Почти каждый человек напоминает собой пустынный дворец, обладатель которого живет всего в нескольких комнатах и не заглядывает в заброшенные крылья здания. Дерзни же сегодня ощупью войти в темноту, раскрыть ставни, определить, откуда тянет гнилью и где протекает кровля. Пусть неведомый гигант, 193... год, не обнаружит в тебе слабых мест. Тебе угрожает, для тебя представляет опасность все, что уже шевелится под приоткрывающимся плащом — не только еще неведомая боль, но и наслаждение, которое унижает, но и удача, которая губит. Будь же готов принять боль, наслаждение, удачу и не умереть от них.

Путешествие

Домосед вроде меня должен питать глубокую признательность к писателям-путешественникам: они избавляют меня от полетов на Восток по птичьим дорогам. Я читаю их, и мне кажется, что я там, вместе с ними, у меня перехватывает дыхание, я угадываю миг, когда в отличие от них у меня кольнуло бы сердце. Я уверен, что там, где они восторженно вскрикивают, я, пожалуй, ничего бы не увидел. Мне ведь требуется много времени, чтобы свыкнуться с пейзажем, вобрать его в себя, сделать частью своей жизни. Быстрая поездка даже по самому обычному маршруту оставляет во мне лишь воспоминание о пыли, усталости, бессоннице и неприкаянности.

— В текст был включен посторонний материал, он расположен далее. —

use std::path::Path;

use regex::{Captures, Regex, RegexBuilder};

use crate::config::Delimiters;
use crate::data::FieldMap;
use crate::template::{BodyFormat, Template};
use crate::MergeError;

/// The rendered output for one data row.
#[derive(Debug, Clone, PartialEq, Eq)]
pub struct RenderedEmail {
    pub to: String,
    pub subject: String,
    /// `None` when the body format is `Text`.
    pub html_body: Option<String>,
    /// Always present.
    pub text_body: String,
}

/// Placeholder substitution compiled for one header row.
///
/// All tokens are found in a single left-to-right pass, so a value that
/// itself looks like a token is inserted literally and never expanded.
#[derive(Debug, Clone)]
pub struct Renderer {
    pattern: Option<Regex>,
}

impl Renderer {
    pub fn new<S: AsRef<str>>(headers: &[S], delimiters: &Delimiters) -> crate::Result<Self> {
        delimiters.validate()?;
        if headers.is_empty() {
            return Ok(Self { pattern: None });
        }

        // Longest names first so `[[AB]]` is never shadowed by `[[A]]`.
        let mut names: Vec<&str> = headers.iter().map(AsRef::as_ref).collect();
        names.sort_by(|a, b| b.len().cmp(&a.len()).then(a.cmp(b)));
        names.dedup();

        let alternation = names
            .iter()
            .map(|n| regex::escape(n))
            .collect::<Vec<_>>()
            .join("|");
        let source = format!(
            "{}({}){}",
            regex::escape(&delimiters.open),
            alternation,
            regex::escape(&delimiters.close)
        );
        let pattern = RegexBuilder::new(&source)
            .size_limit(64 * (1 << 20))
            .build()
            .map_err(|e| MergeError::PlaceholderPattern {
                reason: e.to_string(),
            })?;
        Ok(Self {
            pattern: Some(pattern),
        })
    }

    /// Replace every known token in `template` with its value from `fields`.
    ///
    /// Tokens naming a header absent from `fields` stay verbatim. Values are
    /// inserted without any escaping.
    pub fn render(&self, template: &str, fields: &FieldMap) -> String {
        let Some(pattern) = &self.pattern else {
            return template.to_string();
        };
        pattern
            .replace_all(template, |caps: &Captures<'_>| {
                fields
                    .get(&caps[1])
                    .map(str::to_string)
                    .unwrap_or_else(|| caps[0].to_string())
            })
            .into_owned()
    }
}

/// Substitute `fields` into `template` using `delimiters`.
///
/// Convenience over [`Renderer`] for a single string; callers rendering many
/// rows should build the `Renderer` once.
pub fn render(template: &str, fields: &FieldMap, delimiters: &Delimiters) -> crate::Result<String> {
    let headers: Vec<&str> = fields.iter().map(|(h, _)| h).collect();
    Ok(Renderer::new(&headers, delimiters)?.render(template, fields))
}

/// Render subject and body for one row and shape the body per its format.
///
/// `css` comes from [`resolve_css`], resolved once per run.
pub fn render_row(
    renderer: &Renderer,
    template: &Template,
    fields: &FieldMap,
    to: &str,
    css: Option<&str>,
) -> crate::Result<RenderedEmail> {
    let subject = renderer.render(&template.subject, fields);
    let rendered_body = renderer.render(&template.body, fields);

    let (html_body, text_body) = match template.effective_body_format() {
        BodyFormat::Markdown => {
            let html = markdown_to_html(&rendered_body);
            let html = apply_css(&html, css)?;
            let text = strip_html(&html);
            (Some(html), text)
        }
        BodyFormat::Html => {
            let html = apply_css(&rendered_body, css)?;
            let text = strip_html(&html);
            (Some(html), text)
        }
        BodyFormat::Text => (None, rendered_body),
    };

    Ok(RenderedEmail {
        to: to.trim().to_string(),
        subject,
        html_body,
        text_body,
    })
}

fn markdown_to_html(markdown: &str) -> String {
    let mut options = comrak::Options::default();
    options.extension.strikethrough = true;
    options.extension.table = true;
    options.extension.autolink = true;
    options.render.r#unsafe = true;
    comrak::markdown_to_html(markdown, &options)
}

/// Load the template's CSS: inline `style` wins over a `stylesheet` file.
pub fn resolve_css(template: &Template, template_dir: &Path) -> crate::Result<Option<String>> {
    if template.effective_body_format() == BodyFormat::Text {
        return Ok(None);
    }
    if let Some(inline_css) = &template.style {
        return Ok(Some(inline_css.clone()));
    }
    if let Some(stylesheet_path) = &template.stylesheet {
        let full_path = template_dir.join(stylesheet_path);
        let css = std::fs::read_to_string(&full_path).map_err(|e| {
            if e.kind() == std::io::ErrorKind::NotFound {
                MergeError::StylesheetNotFound {
                    path: full_path.clone(),
                }
            } else {
                MergeError::Io {
                    path: full_path.clone(),
                    source: e,
                }
            }
        })?;
        return Ok(Some(css));
    }
    Ok(None)
}

fn apply_css(html: &str, css: Option<&str>) -> crate::Result<String> {
    let Some(css_str) = css else {
        return Ok(html.to_string());
    };
    let inliner = css_inline::CSSInliner::options()
        .load_remote_stylesheets(false)
        .build();
    // inline_fragment only styles the first top-level element, so wrap.
    let wrapped = format!("<div>{html}</div>");
    let inlined = inliner
        .inline_fragment(&wrapped, css_str)
        .map_err(|e| MergeError::CssInline {
            reason: e.to_string(),
        })?;
    let inner = if inlined.starts_with("<div") {
        let start = inlined.find('>').map(|i| i + 1).unwrap_or(0);
        let end = inlined.rfind("</div>").unwrap_or(inlined.len());
        &inlined[start..end]
    } else {
        &inlined
    };
    Ok(inner.to_string())
}

fn strip_html(html: &str) -> String {
    let mut result = String::with_capacity(html.len());
    let mut in_tag = false;
    for ch in html.chars() {
        match ch {
            '<' => in_tag = true,
            '>' => in_tag = false,
            _ if !in_tag => result.push(ch),
            _ => {}
        }
    }
    result
        .replace("&amp;", "&")
        .replace("&lt;", "<")
        .replace("&gt;", ">")
        .replace("&nbsp;", " ")
        .replace("&#39;", "'")
        .replace("&quot;", "\"")
}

Путешествовать ради путешествия — мне это непонятно. Но как редко люди уезжают просто для того, чтобы уехать! Путешествие всегда предлог. Поразмыслите хорошенько, и вы непременно найдете явную или тайную причину отъезда, не имеющую ничего общего с любовью к перемене мест. Начнем с того, что бывают простаки, убежденные, будто определенному настроению должен обязательно соответствовать определенный пейзаж, будто счастливым можно быть лишь у красных скал, которые лижет море цвета индиго. Но чаще всего люди ищут в разъездах средство от угасания любви. Пары ищут одиночества, потому что боятся скуки. Путешествие же изолирует их и вместе с тем развлекает. Нам не разрешается заглядываться ни на чье лицо, кроме лица любимой, но позволено посматривать в вагонное окно.

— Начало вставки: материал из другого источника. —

use crate::template::types::Template;

/// Refuse templates that cannot produce a meaningful email.
pub fn validate_template(template: &Template) -> crate::Result<()> {
    template.config.delimiters.validate()?;
    if template.subject.trim().is_empty() && template.body.trim().is_empty() {
        return Err(crate::MergeError::EmptyTemplate);
    }
    Ok(())
}
use std::path::PathBuf;

#[derive(Debug, thiserror::Error)]
pub enum MergeError {
    #[error("I/O error reading {path}: {source}")]
    Io {
        path: PathBuf,
        source: std::io::Error,
    },

    #[error("YAML parse error in {path}: {source}")]
    TemplateParseYaml {
        path: PathBuf,
        source: serde_yaml::Error,
    },

    #[error("CSV parse error in {path}: {source}")]
    CsvParse { path: PathBuf, source: csv::Error },

    #[error("CSV file has no headers: {path}")]
    CsvNoHeaders { path: PathBuf },

    #[error("profile JSON error in {path}: {source}")]
    ProfileJson {
        path: PathBuf,
        source: serde_json::Error,
    },

    #[error("the sheet has no data rows")]
    NoDataRows,

    #[error("no '{header}' column found in the header row")]
    MissingIdentifierColumn { header: String },

    #[error("both subject and body templates are empty")]
    EmptyTemplate,

    #[error("invalid placeholder delimiters '{open}' / '{close}': both must be non-empty")]
    InvalidDelimiters { open: String, close: String },

    #[error("cannot build placeholder pattern: {reason}")]
    PlaceholderPattern { reason: String },

    #[error("CSS inlining error: {reason}")]
    CssInline { reason: String },

    #[error("stylesheet file not found: {path}")]
    StylesheetNotFound { path: PathBuf },

    #[error("document conversion failed for '{document_id}': {reason}")]
    Conversion { document_id: String, reason: String },

    #[error("SMTP connection error: {reason}")]
    SmtpConnect { reason: String },

    #[error("SMTP send error for {recipient}: {reason}")]
    SmtpSend { recipient: String, reason: String },

    #[error("keyring error: {reason}")]
    Keyring { reason: String },

    #[error("merge run is {actual}, expected {expected}")]
    InvalidState {
        expected: &'static str,
        actual: &'static str,
    },
}

impl MergeError {
    /// Errors that abort a run before any row is touched and leave no trace in the sheet.
    pub fn is_precondition(&self) -> bool {
        matches!(
            self,
            MergeError::NoDataRows
                | MergeError::MissingIdentifierColumn { .. }
                | MergeError::EmptyTemplate
                | MergeError::InvalidDelimiters { .. }
        )
    }
}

Два человека дарят друг другу иллюзорную надежду ускользнуть от пересудов, от повседневных забот и с помощью поезда или авто выйти из-под власти всех законов, кроме того, которому они сами добровольно подчинили себя. Опасное испытание: один из двоих непременно и слишком рано замечает, что ему не терпится вернуться, сесть за стол, взяться за работу, просмотреть почту. Именно это — повод для первой ссоры, которая порождает все последующие; именно это незримыми буквами написано на обратном билете. Под конец жизни прославленным любовникам — Жорж Санд, Мюссе и Шопену, Листу и г-же д'Агу * — вспоминались, вероятно, лишь их перепалки в унылых гостиничных номерах.

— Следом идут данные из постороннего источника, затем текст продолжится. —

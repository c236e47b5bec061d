//! Merge settings carried in the template file.
//!
//! Every field has a default, so a template that only declares `subject` and
//! `body` runs against a sheet with `Email`, `DocLink` and `Email Status`
//! columns and `[[Header]]` placeholders.

use serde::{Deserialize, Serialize};

use crate::MergeError;

/// Header names of the reserved columns. Matched case-insensitively after trimming.
#[derive(Debug, Clone, PartialEq, Eq, Serialize, Deserialize)]
#[serde(default)]
pub struct ColumnNames {
    /// Recipient address column. Required.
    pub email: String,
    /// Optional document-reference column used for attachments.
    pub attachment: String,
    /// Status ledger column. Created as a trailing column when absent.
    pub status: String,
}

impl Default for ColumnNames {
    fn default() -> Self {
        Self {
            email: "Email".to_string(),
            attachment: "DocLink".to_string(),
            status: "Email Status".to_string(),
        }
    }
}

/// Placeholder delimiter pair, e.g. `[[` and `]]`.
#[derive(Debug, Clone, PartialEq, Eq, Serialize, Deserialize)]
#[serde(default)]
pub struct Delimiters {
    pub open: String,
    pub close: String,
}

impl Default for Delimiters {
    fn default() -> Self {
        Self {
            open: "[[".to_string(),
            close: "]]".to_string(),
        }
    }
}

impl Delimiters {
    pub fn new(open: impl Into<String>, close: impl Into<String>) -> Self {
        Self {
            open: open.into(),
            close: close.into(),
        }
    }

    pub fn validate(&self) -> crate::Result<()> {
        if self.open.is_empty() || self.close.is_empty() {
            return Err(MergeError::InvalidDelimiters {
                open: self.open.clone(),
                close: self.close.clone(),
            });
        }
        Ok(())
    }

    /// Spell the token for `name`, e.g. `[[Name]]`.
    pub fn token(&self, name: &str) -> String {
        format!("{}{}{}", self.open, name, self.close)
    }
}

#[derive(Debug, Clone, PartialEq, Eq, Serialize, Deserialize)]
#[serde(default)]
pub struct MergeConfig {
    pub columns: ColumnNames,
    pub delimiters: Delimiters,
    /// Joins carried attachment errors and the final status text.
    pub status_separator: String,
    /// Overwrite the status of skipped rows with the `Skipped: ...` message.
    /// When false the previous text is written back unchanged.
    pub annotate_skipped: bool,
    /// Ask the sheet to flag failed rows.
    pub highlight_errors: bool,
}

impl Default for MergeConfig {
    fn default() -> Self {
        Self {
            columns: ColumnNames::default(),
            delimiters: Delimiters::default(),
            status_separator: " | ".to_string(),
            annotate_skipped: true,
            highlight_errors: true,
        }
    }
}

#[cfg(test)]
mod tests {
    use super::*;

    #[test]
    fn test_defaults_match_sheet_conventions() {
        let cfg = MergeConfig::default();
        assert_eq!(cfg.columns.email, "Email");
        assert_eq!(cfg.columns.attachment, "DocLink");
        assert_eq!(cfg.columns.status, "Email Status");
        assert_eq!(cfg.delimiters.token("Name"), "[[Name]]");
        assert_eq!(cfg.status_separator, " | ");
        assert!(cfg.annotate_skipped);
    }

    #[test]
    fn test_partial_yaml_keeps_defaults() {
        let cfg: MergeConfig =
            serde_yaml::from_str("delimiters:\n  open: '{{'\n  close: '}}'\n").unwrap();
        assert_eq!(cfg.delimiters.token("Name"), "{{Name}}");
        assert_eq!(cfg.columns, ColumnNames::default());
    }

    #[test]
    fn test_empty_delimiter_rejected() {
        let d = Delimiters::new("", "]]");
        assert!(matches!(
            d.validate(),
            Err(MergeError::InvalidDelimiters { .. })
        ));
    }

    #[test]
    fn test_identical_delimiters_allowed() {
        let d = Delimiters::new("%%", "%%");
        assert!(d.validate().is_ok());
        assert_eq!(d.token("Name"), "%%Name%%");
    }
}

Как редко любовь находит в себе достаточно сил, чтобы остаться домоседкой! Вот почему супружеская любовь, сохраняющаяся наперекор тысячам превратностей, представляется мне прекраснейшим, хотя и самым заурядным из чудес. После стольких лет находить еще темы для разговоров, начиная с пустяков и кончая серьезнейшими вещами, притом не выбирая, не стараясь удивить и вызвать восхищение, — какое это чудо! Лгать больше не нужно: супруги настолько прозрачны один для другого, что ложь им ни к чему. Вот единственная любовь, которая привержена к домоседству, которая питается привычкой и повседневностью.

Я мало верю в бегство, которое Боссюэ * рекомендует как лекарство от страсти, и меня не убеждает Бодлер, когда он заявляет, что многие пускаются в странствия, чтобы не слышать больше «опасный аромат Цирцеи деспотичной». По правде сказать, кто в силах уехать, тот уже почти исцелен, потому что для большинства любовь есть физическая невозможность жить вдали от предмета любви, дышать воздухом города, где нет того, кого любишь. Разлука — слишком нестерпимая пытка, чтоб быть добровольной: отъезд не средство исцеления, а признак его.

Даже у тех, кто уезжает ради того, чтобы уехать, а Бодлер уверяет, что только они — подлинные путешественники, всегда есть еще один побудительный мотив: они не выносят сами себя, бегут от собственного сердца, являющего собой охотника и дичь, преследователя и жертву одновременно. Эта разновидность неврастеников трудно поддается изучению: они непрестанно кочуют с одного края света на другой и остановить их можно, лишь когда они выбиваются из сил, как перелетные птицы, в изнеможении падающие на корабельную палубу.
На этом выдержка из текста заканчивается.